From my research I think the zone is not the problem since Bloom-A-Thons are listed as hardy in zones 6 to 9 and I'm 7b. However, the "Polar Vortex" that hit our region at least twice this winter brought atypical periods of intense, below average cold temperatures for extended periods of time. I think this may have had the largest impact on my poor azaleas and it is just bad timing that they had to go through this their first winter before they could become established. I think the second blow against them was my not watering them more often. I had read so much about not freezing the roots that I was afraid to water if the night temps were going to go below freezing. As a result I only watered twice all winter (they had good soakings in the Fall right up until our second freeze.

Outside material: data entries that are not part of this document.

// SPDX-License-Identifier: MPL-2.0
//! `mailto:` link construction for the compose form.
//!
//! Encoding is a fixed five-entry substitution table rather than full URI
//! percent-encoding. Mail clients receive exactly these bytes, so the table and
//! its order are part of the output contract:
//!
//! | order | input    | output |
//! |-------|----------|--------|
//! | 1     | `%`      | `%25`  |
//! | 2     | space    | `%20`  |
//! | 3     | newline  | `%0A`  |
//! | 4     | `&`      | `%26`  |
//! | 5     | `?`      | `%3F`  |
//!
//! `%` goes first so the escapes introduced by later rows are never re-escaped.
//!
//! # Example
//!
//! ```
//! use iced_showcase::presentation::mailto;
//!
//! let uri = mailto::build("a@b.com", "Hi there", "Line1\nLine2").unwrap();
//! assert_eq!(uri, "mailto:a@b.com?subject=Hi%20there&body=Line1%0ALine2");
//! ```

use crate::error::ValidationError;

const SCHEME: &str = "mailto:";

const SUBSTITUTIONS: [(&str, &str); 5] = [
    ("%", "%25"),
    (" ", "%20"),
    ("\n", "%0A"),
    ("&", "%26"),
    ("?", "%3F"),
];

/// Outcome of [`build`]: the link, or why the draft was rejected.
pub type MailtoResult = Result<String, ValidationError>;

/// Builds a `mailto:` URI from the raw form fields.
///
/// The recipient is only checked for being non-blank and containing `@`, and
/// is copied verbatim. Subject and body go through [`encode_component`]; empty
/// parts are omitted, and so is the `?` when both are empty.
pub fn build(to: &str, subject: &str, body: &str) -> MailtoResult {
    if to.trim().is_empty() || !to.contains('@') {
        return Err(ValidationError::InvalidRecipient);
    }

    let subject = encode_component(subject);
    let body = encode_component(body);

    let mut uri = String::with_capacity(SCHEME.len() + to.len() + subject.len() + body.len() + 15);
    uri.push_str(SCHEME);
    uri.push_str(to);

    let mut separator = '?';
    if !subject.is_empty() {
        uri.push(separator);
        uri.push_str("subject=");
        uri.push_str(&subject);
        separator = '&';
    }
    if !body.is_empty() {
        uri.push(separator);
        uri.push_str("body=");
        uri.push_str(&body);
    }

    Ok(uri)
}

/// Applies the minimal substitution table to one query value.
#[must_use]
pub fn encode_component(value: &str) -> String {
    SUBSTITUTIONS
        .iter()
        .fold(value.to_owned(), |acc, (from, to)| acc.replace(from, to))
}

/// Compose form contents, owned by the host screen.
#[derive(Debug, Clone, Default, PartialEq, Eq)]
pub struct EmailDraft {
    pub to: String,
    pub subject: String,
    pub body: String,
    /// Message shown under the form after a failed send.
    pub last_error: Option<String>,
}

impl EmailDraft {
    /// Replaces the recipient; any stale error is cleared since the user is
    /// correcting the input.
    pub fn set_recipient(&mut self, to: String) {
        self.to = to;
        self.last_error = None;
    }

    /// Builds the link for the current contents without touching the draft.
    pub fn mailto(&self) -> MailtoResult {
        build(&self.to, &self.subject, &self.body)
    }
}

#[cfg(test)]
mod tests {
    use super::*;

    #[test]
    fn blank_or_missing_at_is_rejected() {
        for to in ["", "   ", "\t\n", "alice", "alice.example.com"] {
            assert_eq!(
                build(to, "s", "b"),
                Err(ValidationError::InvalidRecipient),
                "recipient {to:?}"
            );
        }
    }

    #[test]
    fn rejection_carries_exact_message() {
        let err = build("nobody", "", "").unwrap_err();
        assert_eq!(err.to_string(), "Please enter a valid recipient email.");
    }

    #[test]
    fn bare_at_is_accepted() {
        assert_eq!(build("@", "", ""), Ok("mailto:@".to_string()));
    }

    #[test]
    fn empty_subject_and_body_omit_query() {
        assert_eq!(build("a@b.com", "", ""), Ok("mailto:a@b.com".to_string()));
    }

    #[test]
    fn subject_and_body_joined_with_ampersand() {
        assert_eq!(
            build("a@b.com", "Hi there", "Line1\nLine2"),
            Ok("mailto:a@b.com?subject=Hi%20there&body=Line1%0ALine2".to_string())
        );
    }

    #[test]
    fn body_only_has_no_leading_ampersand() {
        assert_eq!(
            build("a@b.com", "", "x&y?z"),
            Ok("mailto:a@b.com?body=x%26y%3Fz".to_string())
        );
    }

    #[test]
    fn subject_only() {
        assert_eq!(
            build("a@b.com", "Status?", ""),
            Ok("mailto:a@b.com?subject=Status%3F".to_string())
        );
    }

    #[test]
    fn literal_percent_is_encoded_first() {
        assert_eq!(encode_component("%20"), "%2520");
        assert_eq!(encode_component("100% done"), "100%25%20done");
    }

    #[test]
    fn other_characters_pass_through() {
        assert_eq!(encode_component("a+b=c#d/é\t"), "a+b=c#d/é\t");
    }

    #[test]
    fn recipient_is_never_encoded() {
        assert_eq!(
            build("first last@b.com?x", "", ""),
            Ok("mailto:first last@b.com?x".to_string())
        );
    }

    #[test]
    fn draft_delegates_without_mutation() {
        let draft = EmailDraft {
            to: "a@b.com".into(),
            subject: "Hi".into(),
            body: String::new(),
            last_error: Some("old".into()),
        };
        let before = draft.clone();
        assert_eq!(draft.mailto(), Ok("mailto:a@b.com?subject=Hi".to_string()));
        assert_eq!(draft, before);
    }

    #[test]
    fn set_recipient_clears_error() {
        let mut draft = EmailDraft {
            last_error: Some("Please enter a valid recipient email.".into()),
            ..EmailDraft::default()
        };
        draft.set_recipient("a@b.com".into());
        assert_eq!(draft.to, "a@b.com");
        assert!(draft.last_error.is_none());
    }
}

Since all are Bloom-A-Thons (well, there are 2 red blooming ones that were sent by mistake but I am guessing they are also B-A-Ts) but they all had different degrees of damage despite being in a row with pretty much the same amount of sun, wind and rain exposure that the problems may have stemmed from the slight variations to each plant in particular. Perhaps some that suffered from lack of water more than others did not have their root ball spread properly, perhaps the one with the worst damage of the three pics posted was affected worse by the nearby concrete wall and patio that the others don't have as close, etc. I am taking notes for the future and continuing to read up whenever possible!

All observations/comments/advice always appreciated. :-)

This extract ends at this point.